Figure 1—figure supplement 1. Nxf2 is a piRNA pathway factor acting in TGS.

(A) Western blot analyses of GFP-trap co-immunoprecipitation from lysates of ovaries from the indicated genotypes (representative replicate subjected to mass spectrometry analysis; IN, input; UB, unbound; IP, immunoprecipitate). (B) Cartoon displaying the domain structure of the Drosophila nuclear export factor (NXF) family. NTR, amino-terminal region; LRR, leucine rich repeats; RBD, RNA-binding domain; NTF2, NTF2-like domain; UBA, Ubiquitin associated domain. (C) Expression and localization of GFP-Nxf2 and GFP-Panx alongside Aubergine (Aub) and DNA (visualized by DAPI) in an egg chamber is shown by immunofluorescence. Scale bar, 10 µm. (D) Western blot analyses of FLAG-tag co-immunoprecipitation from lysates of OSCs transfected with the indicated expression constructs (IN, input; UB, unbound; IP, immunoprecipitate). The bottom panel shows Piwi signal with enhanced contrast. (E) Cartoon displaying the domain structure of wild-type Nxf2 and the generated mutants as well as their underlying sequence alterations. (F) Bar graphs showing the egg hatching rate of female flies of the indicated genotypes. (G) Bar graphs showing the size distribution of transposon-mapping small RNAs from ovaries of the indicated genotypes (sense in blue, antisense in red). (H) Expression and localization of Piwi in egg chambers from nxf2 and panx heterozygote and mutant ovaries is shown by immunofluorescence. Scale bar, 10 µm.

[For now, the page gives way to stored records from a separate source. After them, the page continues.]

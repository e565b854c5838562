use super::aggregate::{ServiceType, TicketState};

/// Рабочий поток тикетов (страница списка)
#[derive(Debug, Clone, Copy, PartialEq, Eq, Hash)]
pub enum TicketModule {
    TechnicalService,
    InternalRepair,
    Warranty,
    ViewTechnical,
}

impl TicketModule {
    pub const ALL: [TicketModule; 4] = [
        TicketModule::TechnicalService,
        TicketModule::InternalRepair,
        TicketModule::Warranty,
        TicketModule::ViewTechnical,
    ];

    pub fn key(&self) -> &'static str {
        match self {
            TicketModule::TechnicalService => "technical_service",
            TicketModule::InternalRepair => "internal_repair",
            TicketModule::Warranty => "warranty",
            TicketModule::ViewTechnical => "view_technical",
        }
    }

    pub fn from_key(key: &str) -> Option<Self> {
        TicketModule::ALL.into_iter().find(|m| m.key() == key)
    }

    pub fn title(&self) -> &'static str {
        match self {
            TicketModule::TechnicalService => "Servicio Técnico",
            TicketModule::InternalRepair => "Reparación Interna",
            TicketModule::Warranty => "Garantías",
            TicketModule::ViewTechnical => "Mis Tickets",
        }
    }

    /// Путь страницы списка
    pub fn page_path(&self) -> String {
        format!("/{}", self.key())
    }

    /// JSON-эндпоинт списка, относительно базового URL API
    pub fn list_endpoint(&self) -> String {
        format!("/tickets/api/{}", self.key())
    }

    /// Эндпоинт единого поиска; все модули ищут через общий обработчик
    pub fn search_endpoint(&self) -> &'static str {
        match self {
            TicketModule::TechnicalService
            | TicketModule::InternalRepair
            | TicketModule::Warranty
            | TicketModule::ViewTechnical => "/tickets/search_tickets",
        }
    }

    /// Тип обслуживания тикетов модуля; у вида техника: любые
    pub fn service_type(&self) -> Option<ServiceType> {
        match self {
            TicketModule::TechnicalService => Some(ServiceType::TechnicalService),
            TicketModule::InternalRepair => Some(ServiceType::InternalRepair),
            TicketModule::Warranty => Some(ServiceType::Warranty),
            TicketModule::ViewTechnical => None,
        }
    }

    /// Стадии, которые модуль предлагает в селекторе статуса
    pub fn offered_states(&self) -> &'static [TicketState] {
        const TECHNICIAN: [TicketState; 3] = [
            TicketState::Asignado,
            TicketState::EnProceso,
            TicketState::EnRevision,
        ];
        match self {
            TicketModule::ViewTechnical => &TECHNICIAN,
            _ => &TicketState::ALL,
        }
    }

    /// Опции селектора: предлагаемые стадии плюс текущая, по порядку
    pub fn selectable_states(&self, current: TicketState) -> Vec<TicketState> {
        let mut states: Vec<TicketState> = self.offered_states().to_vec();
        if !states.contains(&current) {
            states.push(current);
            states.sort();
        }
        states
    }
}

#[cfg(test)]
mod tests {
    use super::*;

    #[test]
    fn test_keys_round_trip() {
        for m in TicketModule::ALL {
            assert_eq!(TicketModule::from_key(m.key()), Some(m));
        }
        assert_eq!(TicketModule::from_key("dashboard"), None);
        assert_eq!(TicketModule::Warranty.list_endpoint(), "/tickets/api/warranty");
    }

    #[test]
    fn test_search_endpoint() {
        for m in TicketModule::ALL {
            assert_eq!(m.search_endpoint(), "/tickets/search_tickets");
        }
    }

    #[test]
    fn test_technician_view_states() {
        let view = TicketModule::ViewTechnical;
        assert_eq!(view.offered_states().len(), 3);
        assert!(!view.offered_states().contains(&TicketState::Terminado));

        // текущая стадия всегда видна, даже если модуль её не предлагает
        assert_eq!(
            view.selectable_states(TicketState::Terminado),
            vec![
                TicketState::Asignado,
                TicketState::EnProceso,
                TicketState::EnRevision,
                TicketState::Terminado
            ]
        );
        assert_eq!(
            TicketModule::TechnicalService.selectable_states(TicketState::Asignado).len(),
            5
        );
    }
}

Figure 1—figure supplement 2. Loss of Nxf2 impairs TGS at levels comparable to Panx.

(A) Box plot showing changes in H3K9me3 levels between nxf2 heterozygotes and mutants in ovarian ChIP-seq for the indicated categories (coloring of transposons is based on their fold change in RNA-seq in Figure 1F; 100 random genomic intervals of 5 kb bin size are shown in grey). ** denotes P value < 0.001; *** denotes P value < 0.0001 (Welch two sample t-test). (B) Density plots representing ChIP-seq signal from ovaries mutant for nxf2 and panx over the Het-A transposon consensus sequence are shown along with heterozygote flies. (C) Scatter plots showing expression levels (reads per million sequenced reads) of genes (in grey) and transposons (in purple) from total RNA from OSCs of the indicated knockdowns (n = 3; r² values represent expression of genes only). Transposons whose abundance change more than four-fold are highlighted in blue. (D) Heat maps showing H3K4me2 levels calculated from 233 Piwi-dependent transposon insertions in the indicated knockdowns in OSCs (sorted for decreasing intensity in siGFP). Genomic regions flanking the transposon insertions (5 kb upstream and downstream) are shown. (E) As in (D) but H3K9me3 levels are shown for 15 kb up- and downstream of the transposon insertions (sorted for decreasing intensity in siGFP). (F) Shown are metaprofiles of the average H3K4me2 signals 5 kb up- and downstream of 233 euchromatic transposon insertions in the gfp, piwi, panx and nxf2 knockdowns shown in (D). (G) as in (F) but showing metaprofiles displaying average H3K9me3 signals 15 kb up- and downstream of the insertions shown in (E). (H) Genome browser shot displaying profiles of RNA-seq levels and the density of H3K4me2 and H3K9me3 chromatin marks in OSCs upon the indicated knockdowns. Shown is an euchromatic gypsy insertion located within an intron of the 5' UTR of the gene ex located on chromosome 2L.